Carolina faleceu em 13 de fevereiro de 1977, no bairro de Parelheiros, Zona Sul da cidade de São Paulo, no sítio onde decidiu morar após sair do seu “quarto de despejo” (a extinta Favela do Canindé, às margens do Rio Tietê) e da sua “Casa de Alvenaria”, comprada com dinheiro que recebeu pela primeira obra.
Para sua tristeza, como muitas artistas negras, apesar da sua incessante produção literária, ela caiu no ostracismo ainda em vida, tendo voltado inclusive a trabalhar como catadora.
O que vocês diriam a ela?
O que você diria à Carolina na data de hoje, se ela estivesse entre nós?

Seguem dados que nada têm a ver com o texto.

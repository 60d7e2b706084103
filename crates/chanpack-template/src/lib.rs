//! chanpack template library
//!
//! This crate defines what a channel-packed texture contains: the semantic
//! channel types (roughness, metallic, ...) with their default fill values,
//! packing templates that assign those channels to image planes, and the JSON
//! store that loads and saves templates.
//!
//! # Example
//!
//! ```
//! use chanpack_template::{builtin, ChannelRegistry, Plane};
//!
//! let registry = ChannelRegistry::builtin();
//! let orm = builtin::orm(&registry).unwrap();
//!
//! assert_eq!(orm.get_channel(Plane::G).unwrap().semantic_type(), "roughness");
//! assert!(!orm.is_rgba());
//! ```
//!
//! # Modules
//!
//! - [`channel`]: channel descriptors, presets, and the descriptor registry
//! - [`template`]: planes and packing templates
//! - [`builtin`]: the ORM and ORD templates
//! - [`store`]: JSON load/save/validation and template discovery
//! - [`error`]: error types

pub mod builtin;
pub mod channel;
pub mod error;
pub mod store;
pub mod template;

pub use channel::{ChannelDescriptor, ChannelKind, ChannelPreset, ChannelRegistry};
pub use error::{InvalidDefaultError, TemplateError};
pub use store::{
    discover_templates, load_template, parse_template, save_template, template_to_json,
    validate_template_file, ChannelDefinition, TemplateDefinition,
};
pub use template::{is_valid_semantic_type, PackingTemplate, Plane, TemplateBuilder};
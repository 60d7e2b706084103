//! Pack command implementation
//!
//! Loads grayscale maps, packs them with a template, and writes one image.

use std::collections::HashMap;
use std::path::PathBuf;
use std::process::ExitCode;

use anyhow::{bail, Context, Result};
use chanpack_engine::{
    load_channel, pack_texture_from_template_with, save_packed, ChannelSource, PackOptions,
    PackedImage, ResolutionPolicy, DEFAULT_CANVAS,
};
use chanpack_template::{PackingTemplate, Plane};
use colored::Colorize;
use tracing::warn;

use super::json_output::{print_json, PackOutput, PlaneRecord};
use crate::config::{check_resolution, png_config, resolve_template};

/// Arguments for `chanpack pack`.
#[derive(Debug, Clone)]
pub struct PackArgs {
    /// Built-in template name or template file path.
    pub template: String,
    /// Explicit template file, overriding `template`.
    pub template_file: Option<PathBuf>,
    /// `(key, path)` pairs; key is a semantic type or plane key.
    pub sources: Vec<(String, PathBuf)>,
    /// Output image path.
    pub output: PathBuf,
    /// Fail instead of resizing mismatched inputs.
    pub strict: bool,
    /// Canvas size when no source is given.
    pub size: Option<(u32, u32)>,
    /// `default`, `fast`, or `best`.
    pub png_compression: String,
    /// Print a JSON summary instead of colored text.
    pub json: bool,
}

/// Finds the plane a source key feeds, if any.
fn plane_for_key(template: &PackingTemplate, key: &str) -> Option<Plane> {
    template.plane_of(key).or_else(|| {
        key.parse::<Plane>()
            .ok()
            .filter(|plane| template.is_channel_used(*plane))
    })
}

/// Run the pack command
///
/// # Returns
/// Exit code: 0 on success
pub fn run(args: &PackArgs) -> Result<ExitCode> {
    let template = resolve_template(&args.template, args.template_file.as_deref())?;
    let png = png_config(&args.png_compression)?;
    let fallback = args.size.unwrap_or(DEFAULT_CANVAS);
    check_resolution("--size", fallback)?;

    if !args.json {
        println!(
            "{} {} with {}",
            "Packing:".cyan().bold(),
            args.output.display(),
            template.name()
        );
    }

    let mut sources = HashMap::new();
    let mut used: HashMap<Plane, String> = HashMap::new();
    for (key, path) in &args.sources {
        let Some(plane) = plane_for_key(&template, key) else {
            warn!(key = %key, template = template.name(), "source does not match any template channel");
            if !args.json {
                println!(
                    "  {} ignoring '{}', not a channel of {}",
                    "warning:".yellow().bold(),
                    key,
                    template.name()
                );
            }
            continue;
        };
        if used.contains_key(&plane) {
            bail!("plane {} was given more than one source", plane);
        }

        let channel = load_channel(path)
            .with_context(|| format!("failed to load source '{}'", key))?;
        check_resolution(&format!("source '{}'", key), channel.dimensions())?;
        if !args.json {
            println!(
                "  {} {} <- {} ({}x{})",
                plane.to_string().bold(),
                key,
                path.display(),
                channel.width,
                channel.height
            );
        }
        used.insert(plane, path.display().to_string());
        sources.insert(key.clone(), ChannelSource::from(channel));
    }

    let options = PackOptions {
        policy: if args.strict {
            ResolutionPolicy::Strict
        } else {
            ResolutionPolicy::Normalize
        },
        fallback_size: Some(fallback),
    };
    let packed = pack_texture_from_template_with(sources, &template, &options)
        .with_context(|| format!("failed to pack with template {}", template.name()))?;
    check_resolution("output", packed.dimensions())?;

    let hash = save_packed(&packed, &args.output, &png)
        .with_context(|| format!("failed to write {}", args.output.display()))?;

    let planes: Vec<PlaneRecord> = template
        .used_channels()
        .map(|(plane, channel)| PlaneRecord::new(plane, channel, used.get(&plane).cloned()))
        .collect();

    if args.json {
        print_json(&PackOutput {
            template: template.name().to_string(),
            output: args.output.display().to_string(),
            width: packed.width,
            height: packed.height,
            layout: packed.layout.to_string(),
            planes,
            hash,
        })?;
    } else {
        print_human_summary(&packed, &planes, hash.as_deref());
    }

    Ok(ExitCode::SUCCESS)
}

fn print_human_summary(packed: &PackedImage, planes: &[PlaneRecord], hash: Option<&str>) {
    for record in planes.iter().filter(|r| r.source.is_none()) {
        println!(
            "  {} {} filled with default {}",
            record.plane.bold(),
            record.semantic_type,
            record.default
        );
    }
    println!(
        "{} {}x{} {}",
        "Packed:".green().bold(),
        packed.width,
        packed.height,
        packed.layout
    );
    if let Some(hash) = hash {
        println!("  {} {}", "blake3:".dimmed(), hash);
    }
}

#[cfg(test)]
mod tests {
    use super::*;
    use chanpack_template::{builtin, ChannelRegistry};

    #[test]
    fn test_plane_for_key() {
        let orm = builtin::orm(&ChannelRegistry::builtin()).unwrap();
        assert_eq!(plane_for_key(&orm, "roughness"), Some(Plane::G));
        assert_eq!(plane_for_key(&orm, "B"), Some(Plane::B));
        assert_eq!(plane_for_key(&orm, "A"), None);
        assert_eq!(plane_for_key(&orm, "displacement"), None);
    }
}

Fiz essa pergunta à sua filha, a professora Vera Eunice de Jesus, por ocasião do 110o aniversário de nascimento da mãe.
“Eu diria que ela está sendo muito reverenciada, e que as mulheres, principalmente as mães solo, se espelham na história dela. Que as mulheres negras estão empoderadas, porque estudam, escrevem e criam seus filhos tal qual ela fez.”

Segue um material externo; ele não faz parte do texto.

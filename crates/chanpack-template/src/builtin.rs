//! Built-in packing templates.

use crate::channel::{ChannelDescriptor, ChannelPreset, ChannelRegistry};
use crate::error::TemplateError;
use crate::template::{PackingTemplate, Plane};

/// Names of the built-in templates, in listing order.
pub const BUILTIN_NAMES: [&str; 2] = ["ORM", "ORD"];

fn descriptor(registry: &ChannelRegistry, preset: ChannelPreset) -> ChannelDescriptor {
    registry
        .get(preset.as_str())
        .cloned()
        .unwrap_or_else(|| ChannelDescriptor::preset(preset))
}

/// Occlusion / Roughness / Metallic.
pub fn orm(registry: &ChannelRegistry) -> Result<PackingTemplate, TemplateError> {
    PackingTemplate::builder("ORM")
        .description("Ambient Occlusion (R), Roughness (G), Metallic (B)")
        .channel(Plane::R, descriptor(registry, ChannelPreset::AmbientOcclusion))
        .channel(Plane::G, descriptor(registry, ChannelPreset::Roughness))
        .channel(Plane::B, descriptor(registry, ChannelPreset::Metallic))
        .build()
}

/// Occlusion / Roughness / Displacement.
pub fn ord(registry: &ChannelRegistry) -> Result<PackingTemplate, TemplateError> {
    PackingTemplate::builder("ORD")
        .description("Ambient Occlusion (R), Roughness (G), Displacement (B)")
        .channel(Plane::R, descriptor(registry, ChannelPreset::AmbientOcclusion))
        .channel(Plane::G, descriptor(registry, ChannelPreset::Roughness))
        .channel(Plane::B, descriptor(registry, ChannelPreset::Displacement))
        .build()
}

/// Looks up a built-in template by case-insensitive name.
///
/// Returns `Ok(None)` for names that are not built in. Presets missing from
/// `registry` fall back to their canonical defaults.
pub fn by_name(
    name: &str,
    registry: &ChannelRegistry,
) -> Result<Option<PackingTemplate>, TemplateError> {
    match name.to_ascii_uppercase().as_str() {
        "ORM" => orm(registry).map(Some),
        "ORD" => ord(registry).map(Some),
        _ => Ok(None),
    }
}

/// Builds every built-in template.
pub fn all(registry: &ChannelRegistry) -> Result<Vec<PackingTemplate>, TemplateError> {
    BUILTIN_NAMES
        .iter()
        .filter_map(|name| by_name(name, registry).transpose())
        .collect()
}
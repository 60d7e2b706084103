//! Log subscriber setup.

/// Maps `-q` / `-v` flags to a log level filter.
///
/// `RUST_LOG`-style directives are not read; the flags are the only control.
pub fn level_filter(quiet: bool, verbose: u8) -> &'static str {
    if quiet {
        "error"
    } else {
        match verbose {
            0 => "warn",
            1 => "info",
            2 => "debug",
            _ => "trace",
        }
    }
}

/// Installs the fmt subscriber, writing to stderr so that stdout stays
/// clean for command output and `--json`.
pub fn init(quiet: bool, verbose: u8) {
    let _ = tracing_subscriber::fmt()
        .with_env_filter(level_filter(quiet, verbose))
        .with_target(false)
        .with_writer(std::io::stderr)
        .try_init();
}
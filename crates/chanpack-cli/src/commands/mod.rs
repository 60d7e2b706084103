//! CLI command implementations

pub mod channels;
pub mod json_output;
pub mod pack;
pub mod template;
pub mod unpack;
//! Pre-flight checks shared by the packing and unpacking engines.
//!
//! These are pure functions; a failure must stop the calling operation.

use crate::buffer::ChannelArray;
use crate::error::EngineError;

/// Returns true if every array has the same `(width, height)`.
///
/// Zero or one array is trivially a match.
pub fn check_resolution_match(arrays: &[&ChannelArray]) -> bool {
    match arrays.split_first() {
        Some((first, rest)) => rest.iter().all(|a| a.dimensions() == first.dimensions()),
        None => true,
    }
}

/// Returns the element-wise maximum width and height across `arrays`.
///
/// This bounding size need not match any single input.
pub fn get_max_resolution(arrays: &[&ChannelArray]) -> Result<(u32, u32), EngineError> {
    if arrays.is_empty() {
        return Err(EngineError::NoChannels);
    }
    let width = arrays.iter().map(|a| a.width).max().unwrap_or(0);
    let height = arrays.iter().map(|a| a.height).max().unwrap_or(0);
    Ok((width, height))
}

/// Checks that an array is a non-empty 2D plane whose buffer matches its size.
pub fn validate_channel_data(array: &ChannelArray) -> Result<(), EngineError> {
    if array.width == 0 || array.height == 0 {
        return Err(EngineError::InvalidChannelData(format!(
            "channel data cannot be empty, got {}x{}",
            array.width, array.height
        )));
    }
    let expected = array.width as usize * array.height as usize;
    if array.data.len() != expected {
        return Err(EngineError::InvalidChannelData(format!(
            "channel data must be a 2D {}x{} plane ({} values), got {} values",
            array.width,
            array.height,
            expected,
            array.data.len()
        )));
    }
    Ok(())
}

/// Checks that normalized values are finite and within `[0.0, 1.0]`.
pub fn validate_unit_values(values: &[f64]) -> Result<(), EngineError> {
    match values
        .iter()
        .enumerate()
        .find(|(_, v)| !(0.0..=1.0).contains(*v))
    {
        Some((i, v)) => Err(EngineError::InvalidChannelData(format!(
            "value {} at index {} is outside the range 0.0 to 1.0",
            v, i
        ))),
        None => Ok(()),
    }
}

/// Strict check for a set of optional arrays about to be packed.
///
/// Requires at least one array (all of them when `require_all`), validates
/// each, and fails with [`EngineError::ResolutionMismatch`] unless they all
/// share one size. Returns that size.
pub fn validate_arrays_for_packing(
    arrays: &[Option<&ChannelArray>],
    require_all: bool,
) -> Result<(u32, u32), EngineError> {
    let present: Vec<&ChannelArray> = arrays.iter().flatten().copied().collect();
    if present.is_empty() {
        return Err(EngineError::NoChannels);
    }
    if require_all && present.len() != arrays.len() {
        return Err(EngineError::InvalidChannelData(format!(
            "all channels are required, but {} of {} are missing",
            arrays.len() - present.len(),
            arrays.len()
        )));
    }

    for (i, array) in present.iter().enumerate() {
        validate_channel_data(array).map_err(|e| match e {
            EngineError::InvalidChannelData(msg) => {
                EngineError::InvalidChannelData(format!("channel {}: {}", i, msg))
            }
            other => other,
        })?;
    }

    if !check_resolution_match(&present) {
        return Err(EngineError::ResolutionMismatch {
            resolutions: present.iter().map(|a| a.dimensions()).collect(),
        });
    }
    Ok(present[0].dimensions())
}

E Dona Vera me respondeu assim de pronto, gritando em letras maiúsculas porque, sim, é emocionante pensar que a luta e o sonho dessa que é uma das raras escritoras negras brasileiras que sobreviveram ao tempo – leia-se apagamento – estão se realizando.

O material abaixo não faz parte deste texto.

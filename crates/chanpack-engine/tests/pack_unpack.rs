//! Packing and unpacking through the public API.
//!
//! Covers template round trips, default fills, resolution normalization
//! against a reference resize, and alpha plane handling.

use std::collections::HashMap;

use chanpack_engine::{
    pack_channels, pack_channels_with, pack_texture_from_template, pack_texture_from_template_with,
    unpack_texture, ChannelArray, ChannelSource, EngineError, PackOptions, PlaneChannels,
    PlaneLayout,
};
use chanpack_template::{builtin, ChannelDescriptor, ChannelRegistry, PackingTemplate, Plane};

fn registry() -> ChannelRegistry {
    ChannelRegistry::builtin()
}

/// A plane with a different value at nearly every pixel.
fn pattern(width: u32, height: u32, seed: u32) -> ChannelArray {
    let mut array = ChannelArray::filled(width, height, 0);
    for y in 0..height {
        for x in 0..width {
            array.set(x, y, ((x * 31 + y * 17 + seed * 7) % 256) as u8);
        }
    }
    array
}

fn named(entries: Vec<(&str, ChannelArray)>) -> HashMap<String, ChannelSource> {
    entries
        .into_iter()
        .map(|(k, v)| (k.to_string(), ChannelSource::from(v)))
        .collect()
}

/// Bilinear resize in f64, sampling at pixel centers with edge clamping.
fn reference_resize(src: &ChannelArray, width: u32, height: u32) -> ChannelArray {
    let coord = |d: u32, s: u32, n: u32| -> f64 {
        ((d as f64 + 0.5) * s as f64 / n as f64 - 0.5).clamp(0.0, (s - 1) as f64)
    };
    let mut out = ChannelArray::filled(width, height, 0);
    for y in 0..height {
        let sy = coord(y, src.height, height);
        let y0 = sy.floor() as u32;
        let y1 = (y0 + 1).min(src.height - 1);
        let fy = sy - y0 as f64;
        for x in 0..width {
            let sx = coord(x, src.width, width);
            let x0 = sx.floor() as u32;
            let x1 = (x0 + 1).min(src.width - 1);
            let fx = sx - x0 as f64;
            let p = |x: u32, y: u32| src.get(x, y) as f64;
            let top = p(x0, y0) * (1.0 - fx) + p(x1, y0) * fx;
            let bottom = p(x0, y1) * (1.0 - fx) + p(x1, y1) * fx;
            out.set(x, y, (top * (1.0 - fy) + bottom * fy).round() as u8);
        }
    }
    out
}

// ============================================================================
// Round trips
// ============================================================================

#[test]
fn test_orm_round_trip_recovers_inputs() {
    let orm = builtin::orm(&registry()).unwrap();
    let ao = pattern(32, 16, 1);
    let rough = pattern(32, 16, 2);
    let metal = pattern(32, 16, 3);

    let packed = pack_texture_from_template(
        named(vec![
            ("ambient_occlusion", ao.clone()),
            ("roughness", rough.clone()),
            ("metallic", metal.clone()),
        ]),
        &orm,
    )
    .unwrap();
    assert_eq!(packed.dimensions(), (32, 16));
    assert_eq!(packed.layout, PlaneLayout::Rgb);

    let maps = unpack_texture(&packed, &orm).unwrap();
    assert_eq!(maps.get("ambient_occlusion"), Some(&ao));
    assert_eq!(maps.get("roughness"), Some(&rough));
    assert_eq!(maps.get("metallic"), Some(&metal));
    assert!(maps.auto_alpha.is_none());
}

#[test]
fn test_ord_round_trip_with_default_fill() {
    let ord = builtin::ord(&registry()).unwrap();
    let rough = pattern(8, 8, 5);

    let packed =
        pack_texture_from_template(named(vec![("G", rough.clone())]), &ord).unwrap();
    let maps = unpack_texture(&packed, &ord).unwrap().into_map();

    assert_eq!(maps.len(), 3);
    assert_eq!(maps["roughness"], rough);
    assert_eq!(maps["ambient_occlusion"], ChannelArray::filled(8, 8, 255));
    assert_eq!(maps["displacement"], ChannelArray::filled(8, 8, 128));
}

#[test]
fn test_custom_rgba_template_round_trip() {
    let template = PackingTemplate::builder("MRHA")
        .description("Metallic, roughness, height, alpha")
        .channel(Plane::R, ChannelDescriptor::new("metallic", 0.0).unwrap())
        .channel(Plane::G, ChannelDescriptor::new("roughness", 0.5).unwrap())
        .channel(Plane::B, ChannelDescriptor::new("height", 0.5).unwrap())
        .channel(Plane::A, ChannelDescriptor::new("opacity", 1.0).unwrap())
        .build()
        .unwrap();
    let inputs: Vec<(&str, ChannelArray)> = vec![
        ("metallic", pattern(6, 4, 1)),
        ("roughness", pattern(6, 4, 2)),
        ("height", pattern(6, 4, 3)),
        ("opacity", pattern(6, 4, 4)),
    ];

    let packed = pack_texture_from_template(named(inputs.clone()), &template).unwrap();
    assert_eq!(packed.layout, PlaneLayout::Rgba);

    let maps = unpack_texture(&packed, &template).unwrap();
    for (name, expected) in &inputs {
        assert_eq!(maps.get(name), Some(expected), "{} mismatch", name);
    }
}

// ============================================================================
// Defaults
// ============================================================================

#[test]
fn test_orm_with_no_sources_is_default_fill() {
    let orm = builtin::orm(&registry()).unwrap();
    let options = PackOptions {
        fallback_size: Some((16, 16)),
        ..PackOptions::default()
    };
    let packed = pack_texture_from_template_with(HashMap::new(), &orm, &options).unwrap();

    assert_eq!(packed.dimensions(), (16, 16));
    assert_eq!(packed.layout, PlaneLayout::Rgb);
    for y in 0..16 {
        for x in 0..16 {
            assert_eq!(packed.pixel(x, y), &[255, 128, 0]);
        }
    }
}

#[test]
fn test_primitive_zero_fills_instead_of_template_defaults() {
    let a = ChannelArray::new(2, 2, vec![255, 255, 255, 255]).unwrap();
    let b = ChannelArray::new(2, 2, vec![0, 0, 0, 0]).unwrap();

    let packed = pack_channels(Some(a), Some(b), None, None).unwrap();
    assert_eq!(packed.dimensions(), (2, 2));
    assert_eq!(packed.layout, PlaneLayout::Rgb);
    assert_eq!(packed.pixel(0, 0), &[255, 0, 0]);
}

// ============================================================================
// Resolution normalization
// ============================================================================

#[test]
fn test_mixed_resolutions_normalize_to_largest() {
    let mut r = ChannelArray::filled(256, 256, 0);
    for y in 0..256 {
        for x in 0..256 {
            r.set(x, y, x as u8);
        }
    }
    let mut g = ChannelArray::filled(512, 512, 0);
    for y in 0..512 {
        for x in 0..512 {
            g.set(x, y, (y / 2) as u8);
        }
    }
    let b = pattern(1024, 1024, 9);

    let packed = pack_channels(Some(r.clone()), Some(g.clone()), Some(b.clone()), None).unwrap();
    assert_eq!(packed.dimensions(), (1024, 1024));

    let expected_r = reference_resize(&r, 1024, 1024);
    let expected_g = reference_resize(&g, 1024, 1024);
    for y in 0..1024 {
        for x in 0..1024 {
            let px = packed.pixel(x, y);
            assert_eq!(px[0], expected_r.get(x, y), "R at ({}, {})", x, y);
            assert_eq!(px[1], expected_g.get(x, y), "G at ({}, {})", x, y);
            assert_eq!(px[2], b.get(x, y), "B at ({}, {})", x, y);
        }
    }

    // A 4x upscale of a ramp samples at x / 4 - 0.375.
    assert_eq!(packed.pixel(3, 0)[0], 0);
    assert_eq!(packed.pixel(4, 0)[0], 1);
    assert_eq!(packed.pixel(513, 0)[0], 128);
    assert_eq!(packed.pixel(1023, 0)[0], 255);
}

#[test]
fn test_strict_policy_rejects_mixed_resolutions() {
    let orm = builtin::orm(&registry()).unwrap();
    let err = pack_texture_from_template_with(
        named(vec![
            ("roughness", pattern(64, 64, 1)),
            ("metallic", pattern(32, 32, 2)),
        ]),
        &orm,
        &PackOptions::strict(),
    )
    .unwrap_err();
    assert!(matches!(err, EngineError::ResolutionMismatch { .. }), "{}", err);

    let channels = PlaneChannels::new(Some(pattern(4, 4, 0)), None, Some(pattern(4, 4, 1)));
    assert!(pack_channels_with(channels, &PackOptions::strict()).is_ok());
}

// ============================================================================
// Alpha handling
// ============================================================================

#[test]
fn test_rgba_with_rgb_template_returns_alpha_entry() {
    let orm = builtin::orm(&registry()).unwrap();
    let alpha = pattern(4, 4, 8);
    let packed = pack_channels(
        Some(pattern(4, 4, 1)),
        Some(pattern(4, 4, 2)),
        Some(pattern(4, 4, 3)),
        Some(alpha.clone()),
    )
    .unwrap();

    let maps = unpack_texture(&packed, &orm).unwrap();
    assert_eq!(maps.len(), 4);
    assert_eq!(maps.auto_alpha.as_ref(), Some(&alpha));

    let map = maps.into_map();
    assert_eq!(map.len(), 4);
    assert_eq!(map["alpha"], alpha);
}

#[test]
fn test_alpha_template_on_rgb_image_fails() {
    let template = PackingTemplate::builder("RA")
        .channel(Plane::R, ChannelDescriptor::new("roughness", 0.5).unwrap())
        .channel(Plane::A, ChannelDescriptor::new("opacity", 1.0).unwrap())
        .build()
        .unwrap();
    let rgb = pack_channels(Some(pattern(4, 4, 1)), None, None, None).unwrap();

    let err = unpack_texture(&rgb, &template).unwrap_err();
    assert!(matches!(err, EngineError::MissingAlpha { .. }), "{}", err);
}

Eu, da minha parte, diria a Carolina mil vezes obrigada, pela grande mulher que foi, pela grande escritora que é, por abrir os caminhos para que nós, as novas Carolinas (mulheres negras, periféricas, faveladas, mães solos e artistas) não precisássemos inventar roda nenhuma, só mantê-la girando.
Carolina, meu amor, continua sendo difícil existir por aqui, mas resistimos por nós, por você, por nossas filhas e pelo sonho de um país sem racismo, mais justo.
Se eu conseguisse segurar a emoção e falar com essa entidade que essa mulher se tornou, eu diria algo assim. E vocês? Diriam o quê?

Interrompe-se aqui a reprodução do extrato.